Age, Biography and Wiki

Gloria Hemingway (Gregory Hancock Hemingway) was born on 12 November, 1931 in Kansas City, Missouri, U.S., is a physician. Discover Gloria Hemingway's Biography, Age, Height, Physical Stats, Dating/Affairs, Family and career updates. Learn How rich is She in this year and how She spends money?
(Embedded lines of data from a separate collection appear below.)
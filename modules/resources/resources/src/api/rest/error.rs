use axum::{BoxError, Json};
use axum::extract::rejection::{JsonRejection, PathRejection, QueryRejection};
use axum::http::StatusCode;
use axum::response::{IntoResponse, Response};
use serde_json::json;
use thiserror::Error;
use tracing::error;

use crate::api::rest::dto::ErrorBody;
use crate::domain::error::DomainError;

/// Error returned by every REST handler, rendered as `{ "error": <message> }`.
#[derive(Debug, Error)]
pub enum ApiError {
    #[error("{0}")]
    BadRequest(String),

    #[error("Resource not found")]
    ResourceNotFound,

    #[error("Not found")]
    RouteNotFound,

    #[error("Method not allowed")]
    MethodNotAllowed,

    #[error("{0}")]
    PayloadTooLarge(String),

    #[error("Request timed out")]
    Timeout,

    /// `details` never reaches the client unless detail exposure is switched on.
    #[error("Internal server error")]
    Internal { details: String },
}

/// Internal error chain attached to a 500 response for the detail-exposure layer.
#[derive(Debug, Clone)]
pub struct InternalErrorDetails(pub String);

impl ApiError {
    #[must_use]
    pub fn status(&self) -> StatusCode {
        match self {
            Self::BadRequest(_) => StatusCode::BAD_REQUEST,
            Self::ResourceNotFound | Self::RouteNotFound => StatusCode::NOT_FOUND,
            Self::MethodNotAllowed => StatusCode::METHOD_NOT_ALLOWED,
            Self::PayloadTooLarge(_) => StatusCode::PAYLOAD_TOO_LARGE,
            Self::Timeout => StatusCode::GATEWAY_TIMEOUT,
            Self::Internal { .. } => StatusCode::INTERNAL_SERVER_ERROR,
        }
    }
}

impl From<DomainError> for ApiError {
    fn from(err: DomainError) -> Self {
        match err {
            DomainError::InvalidArgument(message) => Self::BadRequest(message),
            DomainError::NotFound { .. } => Self::ResourceNotFound,
            DomainError::Internal(cause) => Self::Internal {
                details: format!("{cause:#}"),
            },
        }
    }
}

/// Body-limit rejections keep their 413; every other JSON failure is a 400.
impl From<JsonRejection> for ApiError {
    fn from(rejection: JsonRejection) -> Self {
        if rejection.status() == StatusCode::PAYLOAD_TOO_LARGE {
            Self::PayloadTooLarge(rejection.body_text())
        } else {
            Self::BadRequest(rejection.body_text())
        }
    }
}

impl From<QueryRejection> for ApiError {
    fn from(rejection: QueryRejection) -> Self {
        Self::BadRequest(rejection.body_text())
    }
}

impl From<PathRejection> for ApiError {
    fn from(rejection: PathRejection) -> Self {
        Self::BadRequest(rejection.body_text())
    }
}

impl IntoResponse for ApiError {
    fn into_response(self) -> Response {
        let status = self.status();
        let body = ErrorBody {
            error: self.to_string(),
        };
        let mut response = (status, Json(body)).into_response();
        if let Self::Internal { details } = self {
            response
                .extensions_mut()
                .insert(InternalErrorDetails(details));
        }
        response
    }
}

/// Render a failure of an outer tower layer through the uniform body.
///
/// Used with `axum::error_handling::HandleErrorLayer` around a timeout layer.
pub async fn middleware_error(err: BoxError) -> ApiError {
    match err.downcast::<tower::timeout::error::Elapsed>() {
        Ok(_) => ApiError::Timeout,
        Err(other) => {
            error!(error = %other, "Request middleware failed");
            ApiError::Internal {
                details: other.to_string(),
            }
        }
    }
}

/// Response mapper that copies the internal error chain into the 500 body.
///
/// Installed only in diagnostic mode; production responses stay opaque.
pub async fn expose_internal_details(mut response: Response) -> Response {
    let Some(InternalErrorDetails(details)) =
        response.extensions_mut().remove::<InternalErrorDetails>()
    else {
        return response;
    };
    let body = json!({
        "error": ApiError::Internal { details: String::new() }.to_string(),
        "details": details,
    });
    (response.status(), Json(body)).into_response()
}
Also learn how She earned most of networth at the age of 70 years old?

Popular As Gregory Hancock Hemingway
Occupation Physician, writer
Age 70 years old
Zodiac Sign Scorpio
Born 12 November 1931
Birthday 12 November
Birthplace Kansas City, Missouri, U.S.
Date of death (2001-10-01) Key Biscayne, Florida, U.S.
Died Place Key Biscayne, Florida, U.S.
Nationality United States

We recommend you to check the complete list of Famous People born on 12 November. She is a member of famous physician with the age 70 years old group.

Gloria Hemingway Height, Weight & Measurements

At 70 years old, Gloria Hemingway height not available right now. We will update Gloria Hemingway's Height, weight, Body Measurements, Eye Color, Hair Color, Shoe & Dress size soon as possible.

Physical Status
Height Not Available
Weight Not Available
Body Measurements Not Available
Eye Color Not Available
Hair Color Not Available

Who Is Gloria Hemingway's Husband?

Her husband is Shirley Jane Rhodes (m. 1951-1956) Alice Thomas (m. 1959-1967) Valerie Danby-Smith (m. 1967-1989) Ida Mae Galliher (m. 1992-1995) (m. 1997)

Family
Parents Ernest Hemingway Pauline Pfeiffer
Husband Shirley Jane Rhodes (m. 1951-1956) Alice Thomas (m. 1959-1967) Valerie Danby-Smith (m. 1967-1989) Ida Mae Galliher (m. 1992-1995) (m. 1997)
Sibling Not Available
Children 8, including Lorian and John

Gloria Hemingway Net Worth

Her net worth has been growing significantly in 2022-2023. So, how much is Gloria Hemingway worth at the age of 70 years old? Gloria Hemingway’s income source is mostly from being a successful physician. She is from United States. We have estimated Gloria Hemingway's net worth , money, salary, income, and assets.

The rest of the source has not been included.